三重県松阪市は人口約15万人の中堅都市。昔から伊勢神宮への参詣客が立ち寄る宿場町として栄えてきた。また、江戸時代には多くの豪商がこの街から台頭してきた。銀行や不動産、商社で知られる三井グループの祖、三井家はその代表である。だが、現在、「松阪」と聞いて、多くの人が思い浮かべるのは霜降り肉の代名詞、松阪牛だろう。市内には飼育農家はもちろん、すき焼きをはじめ、牛肉料理の名店が点在する。
三重県は牛肉のみならず、伊勢海老や鮑といった海の幸の高級ブランドも擁する、食材に恵まれた土地で、その歴史は古い。720年に完成した歴史書『日本書紀』には皇祖神、天照大神がここは自然に恵まれた「美し国(うましくに)」、つまり「うまい国」だから、ここにいたいと述べたという趣旨の記述もある。
そんな地に1年先まで予約が埋まっているという中国料理店『私房菜 きた川』はある。松阪駅から車で20分。周り水田に囲まれた、元養蚕農家であった古民家を改装し、営業している。
オーナーシェフ、北川佳寛は松阪市で生まれ、大阪の調理師専門学校に進んだ。1993年当時、中国料理はうま味調味料で味を整えるのが当たり前だったが、講師として学校を訪れたヌーベル・シノワの巨匠、『文琳』オーナーシェフ、河田吉功による、うま味調味料を使わない中国料理の味わいに衝撃を受ける。卒業後、数店の中国料理店を経て、『文琳』に入店。河田の思想や技術を学んだ。
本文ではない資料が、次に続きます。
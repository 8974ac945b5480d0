pub mod command;
pub mod error;

/// Splits off the first whitespace-delimited word of a command line,
/// returning the word and the trimmed remainder.
pub fn cut_first_word(line: &str) -> (&str, &str) {
    let line = line.trim();
    match line.split_once(char::is_whitespace) {
        Some((word, rest)) => (word, rest.trim()),
        None => (line, ""),
    }
}

/// Permissive float parsing with C `atof` semantics: the longest numeric
/// prefix is parsed and anything malformed yields 0.0. Motion commands rely
/// on this observable behavior, so a bad argument becomes a zero setpoint
/// rather than an error.
pub fn parse_float(text: &str) -> f32 {
    let s = text.trim_start();
    let bytes = s.as_bytes();
    let mut end = 0;

    if end < bytes.len() && (bytes[end] == b'+' || bytes[end] == b'-') {
        end += 1;
    }
    let mut seen_digit = false;
    while end < bytes.len() && bytes[end].is_ascii_digit() {
        end += 1;
        seen_digit = true;
    }
    if end < bytes.len() && bytes[end] == b'.' {
        end += 1;
        while end < bytes.len() && bytes[end].is_ascii_digit() {
            end += 1;
            seen_digit = true;
        }
    }
    if !seen_digit {
        return 0.0;
    }
    if end < bytes.len() && (bytes[end] == b'e' || bytes[end] == b'E') {
        let mut exp_end = end + 1;
        if exp_end < bytes.len() && (bytes[exp_end] == b'+' || bytes[exp_end] == b'-') {
            exp_end += 1;
        }
        let digits_start = exp_end;
        while exp_end < bytes.len() && bytes[exp_end].is_ascii_digit() {
            exp_end += 1;
        }
        // "1.5e" or "1.5e-" keeps the mantissa only.
        if exp_end > digits_start {
            end = exp_end;
        }
    }

    s[..end].parse().unwrap_or(0.0)
}

#[cfg(test)]
mod tests {
    use super::command::AxisCommand;
    use super::error::ProtocolError;
    use super::*;
    use crate::axis::config::ConfigKey;

    #[test]
    fn test_cut_first_word() {
        assert_eq!(cut_first_word("move 50.0"), ("move", "50.0"));
        assert_eq!(cut_first_word("  stop  "), ("stop", ""));
        assert_eq!(cut_first_word("set maxPos 120"), ("set", "maxPos 120"));
        assert_eq!(cut_first_word(""), ("", ""));
    }

    #[test]
    fn test_parse_float_well_formed() {
        assert_eq!(parse_float("50.0"), 50.0);
        assert_eq!(parse_float("-10"), -10.0);
        assert_eq!(parse_float("  3.5  "), 3.5);
        assert_eq!(parse_float("1e2"), 100.0);
        assert_eq!(parse_float("2.5e-1"), 0.25);
    }

    #[test]
    fn test_parse_float_prefix_semantics() {
        assert_eq!(parse_float("12abc"), 12.0);
        assert_eq!(parse_float("3.5garbage"), 3.5);
        assert_eq!(parse_float("1.5e"), 1.5);
        assert_eq!(parse_float("1.5e-"), 1.5);
    }

    #[test]
    fn test_parse_float_malformed_yields_zero() {
        assert_eq!(parse_float(""), 0.0);
        assert_eq!(parse_float("abc"), 0.0);
        assert_eq!(parse_float("-"), 0.0);
        assert_eq!(parse_float("."), 0.0);
    }

    #[test]
    fn test_parse_move_command() {
        assert_eq!(AxisCommand::parse("move 50.0"), Ok(AxisCommand::Move(50.0)));
        assert_eq!(AxisCommand::parse("speed -2"), Ok(AxisCommand::Speed(-2.0)));
        assert_eq!(
            AxisCommand::parse("torque 0.4"),
            Ok(AxisCommand::Torque(0.4))
        );
    }

    #[test]
    fn test_parse_bare_verbs() {
        assert_eq!(AxisCommand::parse("home"), Ok(AxisCommand::Home));
        assert_eq!(AxisCommand::parse("stop"), Ok(AxisCommand::Stop));
        assert_eq!(AxisCommand::parse("get"), Ok(AxisCommand::Get));
        // Missing numeric argument degrades to a zero setpoint.
        assert_eq!(AxisCommand::parse("move"), Ok(AxisCommand::Move(0.0)));
    }

    #[test]
    fn test_parse_set_command() {
        assert_eq!(
            AxisCommand::parse("set maxPos 120.0"),
            Ok(AxisCommand::Set {
                key: ConfigKey::MaxPos,
                value: "120.0".to_string()
            })
        );
        assert_eq!(
            AxisCommand::parse("set output 1"),
            Ok(AxisCommand::Set {
                key: ConfigKey::Output,
                value: "1".to_string()
            })
        );
    }

    #[test]
    fn test_parse_unknown_command() {
        assert_eq!(
            AxisCommand::parse("bogus 1.0"),
            Err(ProtocolError::UnknownCommand("bogus".to_string()))
        );
    }

    #[test]
    fn test_parse_unknown_setting() {
        assert_eq!(
            AxisCommand::parse("set gain 2.0"),
            Err(ProtocolError::UnknownSetting("gain".to_string()))
        );
    }
}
「引き算の料理というより、最初から余計なものは入れないという発想です。トマトやスイカに塩をかけると甘く感じる、という思考法で最小限の素材と調味料で、シンプルな料理を作ります」と北川は語る。
実力をつけ、独立を考えたのが2014年のこと。
「最初は東京で店を出そうと思っていたのですが、当時の職場で疲れ切ってしまい、精神的にも耐えられなくなって実家に帰ったんです」と北川は言う。
そこで現在の店舗となる古民家を買い取り、2015年に中国料理店を始めた。最初は比較的安価な価格でランチも提供していた。
「その後、仕事に戻る人のために、という理由で、にんにく不使用の料理を作っていたのですが、それがかえって、私の料理の特徴となり、いっそう味わいがピュアなものになりました」。
そんな料理が次第に話題を呼び、県外からのゲストが増加してきた。そこで三重県の魅力をもっと知ってもらおうと、名産である松阪牛や伊勢海老、鮑を意識的にコースに取り入れるようになっていった。高級食材を使用すれば、自ずとコースの価格も上がり、営業スタイルも変化する。コロナ禍を機に1日1組の完全予約制とし、現在は¥33,000〜のコースを提供している。最小限の調味料で素材の個性を引き出す北川の料理には、日本らしい“しみじみとした感動”がある。それは松阪の地が生んだ、江戸時代の偉大な国学者、本居宣長が提唱した日本特有の美意識“もののあはれ”に通ずる。北川が作るのは四川や広東の料理をベースにしながらも日本オリジナル、北川オリジナルの中国料理。それは本場中国でも食べられない、ここにしかない料理である。